Start of EXTRACTED RECORDS

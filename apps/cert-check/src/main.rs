//! Reproduces the "certificate checker" tool: connects to a domain over
//! TLS, inspects the leaf certificate's expiry, and reports whether it is
//! still valid for at least `--limit` more days.
//!
//! Full certificate-chain inspection is out of scope here; this tool is a
//! thin, standalone consumer that only reads the leaf certificate's
//! `notAfter` field, trusting nothing about the chain beyond that it
//! parses.
use std::io::ErrorKind;
use std::net::TcpStream;
use std::process::ExitCode;
use std::sync::Arc;
use std::time::{Duration, SystemTime, UNIX_EPOCH};

use clap::Parser;
use rustls::client::danger::{HandshakeSignatureValid, ServerCertVerified, ServerCertVerifier};
use rustls::pki_types::{CertificateDer, ServerName, UnixTime};
use rustls::{ClientConfig, ClientConnection, SignatureScheme};
use tracing::error;

/// Check how many days remain before a domain's TLS certificate expires.
#[derive(Parser, Debug)]
#[command(name = "cert-check", version)]
struct Args {
    /// Minimum number of days until expiry required to pass.
    #[arg(long)]
    limit: i64,

    /// Domain to connect to, optionally `domain:port` (default port 443).
    domain: String,
}

/// Accepts any certificate chain without validating it: this tool only
/// wants to read the leaf certificate's own `notAfter` field, not confirm
/// the chain is trusted.
#[derive(Debug)]
struct AcceptAny(Arc<rustls::crypto::CryptoProvider>);

impl ServerCertVerifier for AcceptAny {
    fn verify_server_cert(
        &self,
        _end_entity: &CertificateDer<'_>,
        _intermediates: &[CertificateDer<'_>],
        _server_name: &ServerName<'_>,
        _ocsp_response: &[u8],
        _now: UnixTime,
    ) -> Result<ServerCertVerified, rustls::Error> {
        Ok(ServerCertVerified::assertion())
    }

    fn verify_tls12_signature(
        &self,
        message: &[u8],
        cert: &CertificateDer<'_>,
        dss: &rustls::DigitallySignedStruct,
    ) -> Result<HandshakeSignatureValid, rustls::Error> {
        rustls::crypto::verify_tls12_signature(
            message,
            cert,
            dss,
            &self.0.signature_verification_algorithms,
        )
        .map(|_| HandshakeSignatureValid::assertion())
    }

    fn verify_tls13_signature(
        &self,
        message: &[u8],
        cert: &CertificateDer<'_>,
        dss: &rustls::DigitallySignedStruct,
    ) -> Result<HandshakeSignatureValid, rustls::Error> {
        rustls::crypto::verify_tls13_signature(
            message,
            cert,
            dss,
            &self.0.signature_verification_algorithms,
        )
        .map(|_| HandshakeSignatureValid::assertion())
    }

    fn supported_verify_schemes(&self) -> Vec<SignatureScheme> {
        self.0.signature_verification_algorithms.supported_schemes()
    }

    fn requires_raw_public_keys(&self) -> bool {
        false
    }

    fn root_hint_subjects(&self) -> Option<&[rustls::DistinguishedName]> {
        None
    }
}

fn main() -> ExitCode {
    tracing_subscriber::fmt().with_env_filter("warn").init();
    let args = Args::parse();

    match check(&args) {
        Ok(days_remaining) if days_remaining >= args.limit => ExitCode::SUCCESS,
        Ok(days_remaining) => {
            error!(
                "{} expires in {days_remaining} day(s), below the required {}",
                args.domain, args.limit
            );
            ExitCode::FAILURE
        }
        Err(e) => {
            error!("{}: {e}", args.domain);
            ExitCode::FAILURE
        }
    }
}

fn check(args: &Args) -> Result<i64, String> {
    let (host, port) = match args.domain.rsplit_once(':') {
        Some((host, port)) => (
            host,
            port.parse::<u16>().map_err(|_| format!("invalid port `{port}`"))?,
        ),
        None => (args.domain.as_str(), 443),
    };

    let provider = Arc::new(rustls::crypto::ring::default_provider());
    let config = ClientConfig::builder_with_provider(provider.clone())
        .with_safe_default_protocol_versions()
        .map_err(|e| format!("tls config: {e}"))?
        .dangerous()
        .with_custom_certificate_verifier(Arc::new(AcceptAny(provider)))
        .with_no_client_auth();

    let server_name = ServerName::try_from(host.to_string())
        .map_err(|_| format!("`{host}` is not a valid server name"))?;
    let mut conn = ClientConnection::new(Arc::new(config), server_name)
        .map_err(|e| format!("tls session init: {e}"))?;
    let mut sock = TcpStream::connect((host, port)).map_err(|e| format!("connect: {e}"))?;
    sock.set_read_timeout(Some(Duration::from_secs(10))).ok();

    while conn.is_handshaking() {
        match conn.complete_io(&mut sock) {
            Ok(_) => {}
            Err(e) if e.kind() == ErrorKind::WouldBlock => continue,
            Err(e) => return Err(format!("handshake: {e}")),
        }
    }

    let leaf = conn
        .peer_certificates()
        .and_then(|certs| certs.first())
        .ok_or_else(|| "server presented no certificate".to_string())?;

    let (_, cert) = x509_parser::parse_x509_certificate(leaf.as_ref())
        .map_err(|e| format!("certificate parse: {e}"))?;
    let not_after = cert.validity().not_after.timestamp();
    let now = SystemTime::now()
        .duration_since(UNIX_EPOCH)
        .map_err(|e| format!("clock: {e}"))?
        .as_secs() as i64;

    Ok((not_after - now) / 86_400)
}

End of EXTRACTED RECORDS

#### WHAT IS NEEDED:
Your answer must be the complete listing, repeated exactly.

#### ANSWER BOX:
filename apps/cert-check/src/main.rs
//! Reproduces the "certificate checker" tool: connects to a domain over
//! TLS, inspects the leaf certificate's expiry, and reports whether it is
//! still valid for at least `--limit` more days.
//!
//! Full certificate-chain inspection is out of scope here; this tool is a
//! thin, standalone consumer that only reads the leaf certificate's
//! `notAfter` field, trusting nothing about the chain beyond that it
//! parses.
use std::io::ErrorKind;
use std::net::TcpStream;
use std::process::ExitCode;
use std::sync::Arc;
use std::time::{Duration, SystemTime, UNIX_EPOCH};

use clap::Parser;
use rustls::client::danger::{HandshakeSignatureValid, ServerCertVerified, ServerCertVerifier};
use rustls::pki_types::{CertificateDer, ServerName, UnixTime};
use rustls::{ClientConfig, ClientConnection, SignatureScheme};
use tracing::error;

/// Check how many days remain before a domain's TLS certificate expires.
#[derive(Parser, Debug)]
#[command(name = "cert-check", version)]
struct Args {
    /// Minimum number of days until expiry required to pass.
    #[arg(long)]
    limit: i64,

    /// Domain to connect to, optionally `domain:port` (default port 443).
    domain: String,
}

/// Accepts any certificate chain without validating it: this tool only
/// wants to read the leaf certificate's own `notAfter` field, not confirm
/// the chain is trusted.
#[derive(Debug)]
struct AcceptAny(Arc<rustls::crypto::CryptoProvider>);

impl ServerCertVerifier for AcceptAny {
    fn verify_server_cert(
        &self,
        _end_entity: &CertificateDer<'_>,
        _intermediates: &[CertificateDer<'_>],
        _server_name: &ServerName<'_>,
        _ocsp_response: &[u8],
        _now: UnixTime,
    ) -> Result<ServerCertVerified, rustls::Error> {
        Ok(ServerCertVerified::assertion())
    }

    fn verify_tls12_signature(
        &self,
        message: &[u8],
        cert: &CertificateDer<'_>,
        dss: &rustls::DigitallySignedStruct,
    ) -> Result<HandshakeSignatureValid, rustls::Error> {
        rustls::crypto::verify_tls12_signature(
            message,
            cert,
            dss,
            &self.0.signature_verification_algorithms,
        )
        .map(|_| HandshakeSignatureValid::assertion())
    }

    fn verify_tls13_signature(
        &self,
        message: &[u8],
        cert: &CertificateDer<'_>,
        dss: &rustls::DigitallySignedStruct,
    ) -> Result<HandshakeSignatureValid, rustls::Error> {
        rustls::crypto::verify_tls13_signature(
            message,
            cert,
            dss,
            &self.0.signature_verification_algorithms,
        )
        .map(|_| HandshakeSignatureValid::assertion())
    }

    fn supported_verify_schemes(&self) -> Vec<SignatureScheme> {
        self.0.signature_verification_algorithms.supported_schemes()
    }

    fn requires_raw_public_keys(&self) -> bool {
        false
    }

    fn root_hint_subjects(&self) -> Option<&[rustls::DistinguishedName]> {
        None
    }
}

fn main() -> ExitCode {
    tracing_subscriber::fmt().with_env_filter("warn").init();
    let args = Args::parse();

    match check(&args) {
        Ok(days_remaining) if days_remaining >= args.limit => ExitCode::SUCCESS,
        Ok(days_remaining) => {
            error!(
                "{} expires in {days_remaining} day(s), below the required {}",
                args.domain, args.limit
            );
            ExitCode::FAILURE
        }
        Err(e) => {
            error!("{}: {e}", args.domain);
            ExitCode::FAILURE
        }
    }
}

fn check(args: &Args) -> Result<i64, String> {
    let (host, port) = match args.domain.rsplit_once(':') {
        Some((host, port)) => (
            host,
            port.parse::<u16>().map_err(|_| format!("invalid port `{port}`"))?,
        ),
        None => (args.domain.as_str(), 443),
    };

    let provider = Arc::new(rustls::crypto::ring::default_provider());
    let config = ClientConfig::builder_with_provider(provider.clone())
        .with_safe_default_protocol_versions()
        .map_err(|e| format!("tls config: {e}"))?
        .dangerous()
        .with_custom_certificate_verifier(Arc::new(AcceptAny(provider)))
        .with_no_client_auth();

    let server_name = ServerName::try_from(host.to_string())
        .map_err(|_| format!("`{host}` is not a valid server name"))?;
    let mut conn = ClientConnection::new(Arc::new(config), server_name)
        .map_err(|e| format!("tls session init: {e}"))?;
    let mut sock = TcpStream::connect((host, port)).map_err(|e| format!("connect: {e}"))?;
    sock.set_read_timeout(Some(Duration::from_secs(10))).ok();

    while conn.is_handshaking() {
        match conn.complete_io(&mut sock) {
            Ok(_) => {}
            Err(e) if e.kind() == ErrorKind::WouldBlock => continue,
            Err(e) => return Err(format!("handshake: {e}")),
        }
    }

    let leaf = conn
        .peer_certificates()
        .and_then(|certs| certs.first())
        .ok_or_else(|| "server presented no certificate".to_string())?;

    let (_, cert) = x509_parser::parse_x509_certificate(leaf.as_ref())
        .map_err(|e| format!("certificate parse: {e}"))?;
    let not_after = cert.validity().not_after.timestamp();
    let now = SystemTime::now()
        .duration_since(UNIX_EPOCH)
        .map_err(|e| format!("clock: {e}"))?
        .as_secs() as i64;

    Ok((not_after - now) / 86_400)
}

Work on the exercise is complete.